The following tips show you how to incorporate more regular exercise into your daily life to prevent physical and mental illness.
Tips for more movement in everyday life
- Always take the stairs instead of the lift or escalator
- Buy a pedometer or check your steps with a mobile phone app - set yourself a goal of 10,000 steps a day.
- Go for a walk around the block before work
- Take your bike to work, university or school - if you don't have your own, rent one.
- Arrange to go for a walk regularly
- Decide to take the longer route
- Introduce digestive walks after your main meal
- Go shopping on foot
- Walk more distances at your workplace (when phoning, printing or walking around the office).
- Get your own drinks and don't have them brought to you (in the office)
- Do stretching exercises or tense individual muscles in between.
- Pick up your parcels and other deliveries downstairs at the door
- Do your household chores while dancing or exaggerate your movements while doing them (e.g. cleaning).
- Download an app that reminds you of daily exercise or sport (e.g. the 7Minutes app, which is also perfect for small workouts in between).
- Dance around the flat to your favourite music (it might be weird at first, but it's always fun).
- Get into the habit of standing instead of sitting, e.g. on the train.

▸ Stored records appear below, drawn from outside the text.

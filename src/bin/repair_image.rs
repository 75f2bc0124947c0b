// Repair a single still image, handy for trying out a rectangle before a full video run

use std::path::PathBuf;

use anyhow::Result;
use clap::Parser;
use tracing::info;

use pixel_mender::{
    config::{parse_corner, Config},
    region::{BelowRule, ReadMode, Rect, RepairEngine},
    video::Frame,
};

#[derive(Parser)]
#[command(name = "repair-image", version, about = "Repair the defective rectangle in one still image")]
struct Cli {
    /// Image to repair (PNG or JPEG)
    input: PathBuf,

    /// Where to write the repaired image
    output: PathBuf,

    /// Top-left corner, as X,Y (defaults to the configuration)
    #[arg(long, value_parser = parse_corner)]
    from: Option<(u32, u32)>,

    /// Bottom-right corner, as X,Y (defaults to the configuration)
    #[arg(long, value_parser = parse_corner)]
    to: Option<(u32, u32)>,

    /// Use the original below-rule behaviour
    #[arg(long)]
    legacy_below: bool,

    /// Read from an untouched copy instead of cascading
    #[arg(long)]
    snapshot_read: bool,

    /// Configuration file (optional)
    #[arg(short, long)]
    config: Option<PathBuf>,
}

fn main() -> Result<()> {
    tracing_subscriber::fmt()
        .with_max_level(tracing::Level::INFO)
        .init();

    let cli = Cli::parse();

    let region = match &cli.config {
        Some(path) => Config::from_file(path)?.region,
        None => Config::default().region,
    };

    let rect = Rect::new(cli.from.unwrap_or(region.from), cli.to.unwrap_or(region.to))?;
    let below_rule = if cli.legacy_below { BelowRule::Legacy } else { region.below_rule };
    let read_mode = if cli.snapshot_read { ReadMode::Snapshot } else { region.read_mode };

    let engine = RepairEngine::new(rect, below_rule, read_mode)?;

    let mut frame = Frame::open(&cli.input)?;
    let written = engine.repair_frame(&mut frame)?;
    frame.save(&cli.output)?;

    info!(
        "Repaired {} pixels in {:?}, saved to {:?}",
        written, cli.input, cli.output
    );
    Ok(())
}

- If you work in a home office, get up from time to time and stretch your legs or change your workplace every now and then (e.g. from the living room to the kitchen).
- Buy a height-adjustable desk or get creative and put one together yourself.

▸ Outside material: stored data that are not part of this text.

use std::time::{Duration, Instant};
use tracing::{debug, info, warn};

use crate::{
    config::{Config, OutputMode},
    error::{Result, VideoError},
    region::{FrameRepair, Rect, RepairEngine},
    video::{
        check_ffmpeg_available, FfmpegDecoder, FfmpegEncoder, FrameSink, FrameSource,
        SnapshotWriter,
    },
};

/// Frames between progress log lines
const PROGRESS_EVERY: u64 = 500;

/// Drives frames from a source through the repair stage into the output
///
/// Frames are processed strictly one at a time: decode, repair, write, and
/// only then request the next one. No state is carried between frames.
pub struct RepairPipeline {
    config: Config,
    repair: Box<dyn FrameRepair>,
}

impl RepairPipeline {
    /// Create a pipeline with the given configuration and repair stage
    pub fn new(config: Config, repair: Box<dyn FrameRepair>) -> Self {
        Self { config, repair }
    }

    /// Validate `config` and build the directional repair engine from it
    pub fn from_config(config: Config) -> Result<Self> {
        config.validate()?;
        let engine = RepairEngine::from_config(&config.region)?;
        info!(
            "Defective rectangle ({}, {})-({}, {}), reference ({}, {}), {:?} reads, {:?} below rule",
            engine.rect().x0,
            engine.rect().y0,
            engine.rect().x1,
            engine.rect().y1,
            engine.reference().x,
            engine.reference().y,
            engine.read_mode(),
            engine.below_rule()
        );
        Ok(Self::new(config, Box::new(engine)))
    }

    pub fn config(&self) -> &Config {
        &self.config
    }

    /// Run against the configured input with ffmpeg as decoder and encoder
    pub async fn run(&self) -> Result<ProcessingReport> {
        if !check_ffmpeg_available() {
            return Err(VideoError::ToolMissing { tool: "ffmpeg".to_string() }.into());
        }

        let input = &self.config.video.input;
        let mut decoder = FfmpegDecoder::open(input).await?;
        let metadata = decoder.metadata().clone();

        Rect::new(self.config.region.from, self.config.region.to)?
            .check_fits(metadata.width, metadata.height)?;

        let params = &self.config.video.params;
        if let Some(fps) = metadata.fps {
            if (fps - params.fps).abs() > 0.01 {
                warn!("Input is {:.3} fps but output is set to {} fps", fps, params.fps);
            }
        }

        match self.config.output.mode {
            OutputMode::Snapshots => {
                let writer = SnapshotWriter::create(&self.config.output.directory)?;
                self.run_snapshots(&mut decoder, &writer).await
            }
            OutputMode::Video => {
                std::fs::create_dir_all(&self.config.output.directory)?;

                let audio_from = if self.config.output.with_audio {
                    if !metadata.has_audio {
                        warn!("Audio passthrough requested but {} has no audio stream", input.display());
                    }
                    Some(input.as_path())
                } else {
                    None
                };

                let output_path = self.config.output.video_path();
                let mut encoder = FfmpegEncoder::spawn(
                    &output_path,
                    (metadata.width, metadata.height),
                    params,
                    audio_from,
                )?;

                let report = self.run_video(&mut decoder, &mut encoder).await?;

                let encoded = encoder.output_info()?;
                info!(
                    "Output saved: {} ({} frames, {:.1} MB)",
                    encoded.path.display(),
                    encoded.frame_count,
                    encoded.file_size as f64 / 1024.0 / 1024.0
                );
                Ok(report)
            }
        }
    }

    /// Repair every frame from `source` and write it to `sink`, in order
    pub async fn run_video<S, K>(&self, source: &mut S, sink: &mut K) -> Result<ProcessingReport>
    where
        S: FrameSource,
        K: FrameSink,
    {
        let started = Instant::now();
        let mut report = ProcessingReport::default();
        info!("Repairing video with {} repair", self.repair.name());

        while let Some(mut frame) = source.next_frame().await? {
            report.frames_read += 1;

            report.pixels_written += self.repair.repair(&mut frame)?;
            report.frames_repaired += 1;

            sink.write_frame(&frame).await?;
            report.frames_written += 1;

            if report.frames_read % PROGRESS_EVERY == 0 {
                info!("Processed {} frames", report.frames_read);
            }
        }

        sink.finish().await?;
        report.elapsed = started.elapsed();

        info!(
            "Video done: {} frames read, {} written in {:.1}s",
            report.frames_read,
            report.frames_written,
            report.elapsed.as_secs_f64()
        );
        Ok(report)
    }

    /// Save before/after stills for every `snapshot_interval`-th frame
    ///
    /// Frames are numbered from 1. Frames in between are decoded and dropped
    /// without being repaired.
    pub async fn run_snapshots<S>(&self, source: &mut S, writer: &SnapshotWriter) -> Result<ProcessingReport>
    where
        S: FrameSource,
    {
        let started = Instant::now();
        let interval = self.config.output.snapshot_interval;
        let mut report = ProcessingReport::default();
        info!("Saving comparison snapshots every {} frames", interval);

        while let Some(original) = source.next_frame().await? {
            report.frames_read += 1;
            let index = report.frames_read;

            if index % interval != 0 {
                continue;
            }

            let mut repaired = original.clone();
            report.pixels_written += self.repair.repair(&mut repaired)?;
            report.frames_repaired += 1;

            writer.save_pair(index, &original, &repaired)?;
            report.snapshots_saved += 1;
            debug!("Snapshot pair saved for frame {}", index);
        }

        report.elapsed = started.elapsed();
        info!(
            "Snapshots done: {} frames read, {} pairs saved",
            report.frames_read, report.snapshots_saved
        );
        Ok(report)
    }
}

/// Counters for one run
#[derive(Debug, Clone, Default, PartialEq)]
pub struct ProcessingReport {
    pub frames_read: u64,
    pub frames_repaired: u64,
    pub frames_written: u64,
    pub snapshots_saved: u64,
    pub pixels_written: usize,
    pub elapsed: Duration,
}

impl ProcessingReport {
    pub fn elapsed_minutes(&self) -> f64 {
        self.elapsed.as_secs_f64() / 60.0
    }
}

- Sign up for a sports course, you'll create a regular commitment
- Get off the train or bus one stop earlier and walk the rest of the way.
- Standing while talking on the phone or walking around the flat
- Incorporate planks, squats and push-ups into free moments
- Do light sports or stretching exercises while watching TV.
- Buy a home trainer or other workout equipment
- Download audiobooks, playlists or podcasts to accompany you on your walk if you don't like to walk alone and need motivation.
- Create a physical reminder to move every day, preferably one that you walk past often, e.g. a sign on your desk.
Creativity is in demand
As you can see, the list for more movement in everyday life is a long one and if you still have a few ideas, you can print out this list and continue it for yourself. This way you would always have a reminder of your daily exercise with you.
But if you generally find it hard to motivate yourself to do sports and exercise, then become a child again and do the activities you used to enjoy. Jumping on a trampoline or rope, walking on stilts, badminton, frisbee, it doesn't always have to be jogging or going to the gym. There are countless sports and they are just waiting to be tried. All these things get you off the couch and into exercise. It's important to incorporate them into your daily routine, because even though exercising or working out after a day of work is better than nothing, even sitting down for a day can only slightly compensate. Exercise strengthens our immune system all around and accordingly you will be your body and your mood will thank you if you avoid the lift more often and opt for the stairs. Because only through these constant changes can you prevent diseases that arise from a lack of exercise.